The problem:
Scan the entries below. Report each line where the string "match" occurs.

(Collected data entries)
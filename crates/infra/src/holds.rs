//! Hold lifecycle: reserve against available balance, release in place.

use chrono::Utc;
use tracing::{info, instrument, warn};

use ledgerkit_core::{EntryId, LedgerContext, LedgerError};
use ledgerkit_ledger::{LedgerEntry, NewHold, release};

use crate::error::ServiceError;
use crate::store::LedgerStore;
use crate::tally::tally_in_tx;

#[derive(Debug, Clone)]
pub struct HoldManager<S> {
    store: S,
}

impl<S> HoldManager<S> {
    pub fn new(store: S) -> Self {
        Self { store }
    }
}

impl<S: LedgerStore> HoldManager<S> {
    /// Reserve `amount` of the source's available balance.
    ///
    /// The funds check and the write share one atomic transaction, exactly as
    /// for a withdrawal.
    #[instrument(
        skip(self, ctx, request),
        fields(tenant = %ctx.tenant_id, test = ctx.test, amount = request.amount),
        err
    )]
    pub fn create_hold(
        &self,
        ctx: &LedgerContext,
        request: NewHold,
    ) -> Result<LedgerEntry, ServiceError> {
        if let Err(err) = request.validate() {
            warn!(error = %err, "rejected hold");
            return Err(err.into());
        }

        let hold = self.store.run_in_transaction(ctx.tenant_id, |tx| {
            let now = Utc::now();
            let prepared = request.clone().prepare(ctx.test, now)?;
            let hold = prepared.entry;

            if let Some(source) = &prepared.debited {
                let snapshot =
                    tally_in_tx(tx, ctx, source, Some(hold.currency), now)?.snapshot(hold.currency);
                if let Err(err) = snapshot.ensure_covers(hold.amount) {
                    warn!(
                        owner = %source,
                        currency = %hold.currency,
                        balance = snapshot.balance,
                        holds = snapshot.holds,
                        "insufficient funds for hold"
                    );
                    return Err(err.into());
                }
            }

            tx.put_entry(hold.clone())?;
            Ok::<_, ServiceError>(hold)
        })?;

        info!(entry_id = %hold.id, currency = %hold.currency, "placed hold");
        Ok(hold)
    }

    /// Release a hold: its kind becomes `HoldRemoved` and it stops counting
    /// toward holds. Releasing twice rewrites the same state.
    #[instrument(skip(self, ctx), fields(tenant = %ctx.tenant_id, test = ctx.test), err)]
    pub fn release_hold(
        &self,
        ctx: &LedgerContext,
        hold_id: EntryId,
    ) -> Result<LedgerEntry, ServiceError> {
        let released = self.store.run_in_transaction(ctx.tenant_id, |tx| {
            let hold = tx
                .get_entry(hold_id)?
                .filter(|e| e.test == ctx.test)
                .ok_or(LedgerError::NotFound)?;
            let released = release(hold, Utc::now())?;
            tx.put_entry(released.clone())?;
            Ok::<_, ServiceError>(released)
        })?;

        info!(entry_id = %released.id, "released hold");
        Ok(released)
    }
}
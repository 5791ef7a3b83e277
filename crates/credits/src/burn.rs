//! Burn-down: consuming ordered credit grants to cover a cost.

use std::cmp::Ordering;
use std::convert::Infallible;

use chrono::{DateTime, Utc};
use serde::{Deserialize, Serialize};

use ledgerkit_core::GrantId;

use crate::grant::CreditGrant;

/// Amount taken from one grant during a burn.
#[derive(Debug, Copy, Clone, PartialEq, Eq, Serialize, Deserialize)]
pub struct BurnStep {
    pub grant_id: GrantId,
    pub deducted: i64,
}

#[derive(Debug, Clone, Default, PartialEq, Eq, Serialize, Deserialize)]
pub struct BurnOutcome {
    pub steps: Vec<BurnStep>,
    /// Amount no grant could cover (overage).
    pub remaining: i64,
}

/// Spending order: priority ascending, then soonest expiry first, with
/// never-expiring grants last within their priority. Ties fall back to
/// creation time and id so the order does not depend on how the store
/// returned the grants.
fn burn_order(a: &CreditGrant, b: &CreditGrant) -> Ordering {
    a.priority
        .cmp(&b.priority)
        .then_with(|| match (a.expires_at, b.expires_at) {
            (Some(x), Some(y)) => x.cmp(&y),
            (Some(_), None) => Ordering::Less,
            (None, Some(_)) => Ordering::Greater,
            (None, None) => Ordering::Equal,
        })
        .then_with(|| a.created_at.cmp(&b.created_at))
        .then_with(|| a.id.cmp(&b.id))
}

/// Keep only grants active at `now` and sort them into spending order.
pub fn order_active<I>(grants: I, now: DateTime<Utc>) -> Vec<CreditGrant>
where
    I: IntoIterator<Item = CreditGrant>,
{
    let mut active: Vec<CreditGrant> = grants
        .into_iter()
        .filter(|g| g.is_active_at(now))
        .collect();
    active.sort_by(burn_order);
    active
}

/// One step of the walk: take from `grant` what it can give toward
/// `outstanding`, honouring meter eligibility. An empty meter id counts as no
/// meter. Returns the amount taken.
pub fn take(
    grant: &mut CreditGrant,
    outstanding: i64,
    meter_id: Option<&str>,
    now: DateTime<Utc>,
) -> i64 {
    if outstanding <= 0 || !grant.is_active_at(now) {
        return 0;
    }
    if let Some(meter) = meter_id.filter(|m| !m.is_empty()) {
        if !grant.is_eligible_for_meter(meter) {
            return 0;
        }
    }
    grant.deduct(outstanding, now)
}

/// Drive a burn over `grants` in order. `step` is handed each grant and the
/// amount still outstanding and reports what it deducted. The walk stops once
/// nothing is outstanding.
///
/// When `step` fails the walk stops there and the error comes back with the
/// outcome of the steps already applied.
pub fn walk<I, E, F>(
    grants: I,
    amount: i64,
    mut step: F,
) -> Result<BurnOutcome, (BurnOutcome, E)>
where
    I: IntoIterator,
    F: FnMut(I::Item, i64) -> Result<BurnStep, E>,
{
    let mut outcome = BurnOutcome {
        steps: Vec::new(),
        remaining: amount,
    };

    for grant in grants {
        if outcome.remaining <= 0 {
            break;
        }
        match step(grant, outcome.remaining) {
            Ok(taken) if taken.deducted > 0 => {
                outcome.remaining -= taken.deducted;
                outcome.steps.push(taken);
            }
            Ok(_) => {}
            Err(err) => return Err((outcome, err)),
        }
    }

    Ok(outcome)
}

/// Burn `amount` across `grants`, which must already be in spending order.
pub fn burn(
    grants: &mut [CreditGrant],
    amount: i64,
    meter_id: Option<&str>,
    now: DateTime<Utc>,
) -> BurnOutcome {
    walk(grants.iter_mut(), amount, |grant, outstanding| {
        Ok::<_, Infallible>(BurnStep {
            grant_id: grant.id,
            deducted: take(grant, outstanding, meter_id, now),
        })
    })
    .unwrap_or_else(|(_, never)| match never {})
}

/// What [`burn`] would leave uncovered without a meter, mutating nothing.
pub fn preview(grants: &[CreditGrant], amount: i64) -> i64 {
    let mut remaining = amount;
    for grant in grants {
        if remaining <= 0 {
            break;
        }
        remaining -= grant.remaining.min(remaining).max(0);
    }
    remaining
}
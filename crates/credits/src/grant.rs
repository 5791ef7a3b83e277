use chrono::{DateTime, Utc};
use serde::{Deserialize, Serialize};

use ledgerkit_core::{Currency, GrantId, LedgerError, LedgerResult};

/// Lifecycle state of a grant at a given instant.
#[derive(Debug, Copy, Clone, PartialEq, Eq, Serialize, Deserialize)]
#[serde(rename_all = "lowercase")]
pub enum GrantState {
    /// `effective_at` is still in the future.
    Scheduled,
    Active,
    Exhausted,
    Expired,
    Voided,
}

/// A pool of prepaid credit owned by one account.
#[derive(Debug, Clone, PartialEq, Eq, Serialize, Deserialize)]
pub struct CreditGrant {
    pub id: GrantId,
    pub owner_id: String,
    pub name: Option<String>,
    /// Original amount in minor units.
    pub amount: i64,
    /// Unspent amount; `0 <= remaining <= amount`, only ever decreases.
    pub remaining: i64,
    pub currency: Currency,
    /// Lower is spent first.
    pub priority: i32,
    pub effective_at: DateTime<Utc>,
    /// `None` never expires.
    pub expires_at: Option<DateTime<Utc>>,
    /// Meters this grant may pay for; empty means any meter.
    pub eligibility: Vec<String>,
    pub tags: Vec<String>,
    pub voided: bool,
    pub created_at: DateTime<Utc>,
    pub updated_at: DateTime<Utc>,
}

impl CreditGrant {
    pub fn is_expired_at(&self, now: DateTime<Utc>) -> bool {
        self.expires_at.is_some_and(|at| at <= now)
    }

    pub fn state_at(&self, now: DateTime<Utc>) -> GrantState {
        if self.voided {
            GrantState::Voided
        } else if self.is_expired_at(now) {
            GrantState::Expired
        } else if self.remaining <= 0 {
            GrantState::Exhausted
        } else if self.effective_at > now {
            GrantState::Scheduled
        } else {
            GrantState::Active
        }
    }

    pub fn is_active_at(&self, now: DateTime<Utc>) -> bool {
        self.state_at(now) == GrantState::Active
    }

    pub fn is_eligible_for_meter(&self, meter_id: &str) -> bool {
        self.eligibility.is_empty() || self.eligibility.iter().any(|m| m == meter_id)
    }

    /// Take up to `outstanding` from this grant. Returns the amount taken.
    pub fn deduct(&mut self, outstanding: i64, now: DateTime<Utc>) -> i64 {
        let taken = self.remaining.min(outstanding).max(0);
        if taken > 0 {
            self.remaining -= taken;
            self.updated_at = now;
        }
        taken
    }

    /// Irreversibly retire the grant.
    pub fn void(&mut self, now: DateTime<Utc>) -> LedgerResult<()> {
        if self.voided {
            return Err(LedgerError::AlreadyVoided);
        }
        self.voided = true;
        self.updated_at = now;
        Ok(())
    }
}

/// Request to create a grant.
#[derive(Debug, Clone, PartialEq, Eq, Serialize, Deserialize)]
pub struct NewGrant {
    pub owner_id: String,
    #[serde(default)]
    pub name: Option<String>,
    pub amount: i64,
    #[serde(default)]
    pub currency: Option<Currency>,
    #[serde(default)]
    pub priority: i32,
    #[serde(default)]
    pub effective_at: Option<DateTime<Utc>>,
    #[serde(default)]
    pub expires_at: Option<DateTime<Utc>>,
    #[serde(default)]
    pub eligibility: Vec<String>,
    #[serde(default)]
    pub tags: Vec<String>,
}

impl NewGrant {
    pub fn new(owner_id: impl Into<String>, amount: i64) -> Self {
        Self {
            owner_id: owner_id.into(),
            name: None,
            amount,
            currency: None,
            priority: 0,
            effective_at: None,
            expires_at: None,
            eligibility: Vec::new(),
            tags: Vec::new(),
        }
    }

    pub fn named(mut self, name: impl Into<String>) -> Self {
        self.name = Some(name.into());
        self
    }

    pub fn in_currency(mut self, currency: Currency) -> Self {
        self.currency = Some(currency);
        self
    }

    pub fn with_priority(mut self, priority: i32) -> Self {
        self.priority = priority;
        self
    }

    pub fn effective_from(mut self, at: DateTime<Utc>) -> Self {
        self.effective_at = Some(at);
        self
    }

    pub fn expiring_at(mut self, at: DateTime<Utc>) -> Self {
        self.expires_at = Some(at);
        self
    }

    pub fn eligible_for<I, T>(mut self, meters: I) -> Self
    where
        I: IntoIterator<Item = T>,
        T: Into<String>,
    {
        self.eligibility = meters.into_iter().map(Into::into).collect();
        self
    }

    /// Validate and build the grant with `remaining = amount`.
    pub fn into_grant(self, default_currency: Currency, now: DateTime<Utc>) -> LedgerResult<CreditGrant> {
        let owner_id = self.owner_id.trim().to_string();
        if owner_id.is_empty() {
            return Err(LedgerError::validation("owner id is required"));
        }
        if self.amount <= 0 {
            return Err(LedgerError::validation("grant amount must be positive"));
        }

        Ok(CreditGrant {
            id: GrantId::new(),
            owner_id,
            name: self.name,
            amount: self.amount,
            remaining: self.amount,
            currency: self.currency.unwrap_or(default_currency),
            priority: self.priority,
            effective_at: self.effective_at.unwrap_or(now),
            expires_at: self.expires_at,
            eligibility: self.eligibility,
            tags: self.tags,
            voided: false,
            created_at: now,
            updated_at: now,
        })
    }
}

Answer to this exercise:
        .then_with(|| match (a.expires_at, b.expires_at) {
        match step(grant, outcome.remaining) {
    .unwrap_or_else(|(_, never)| match never {})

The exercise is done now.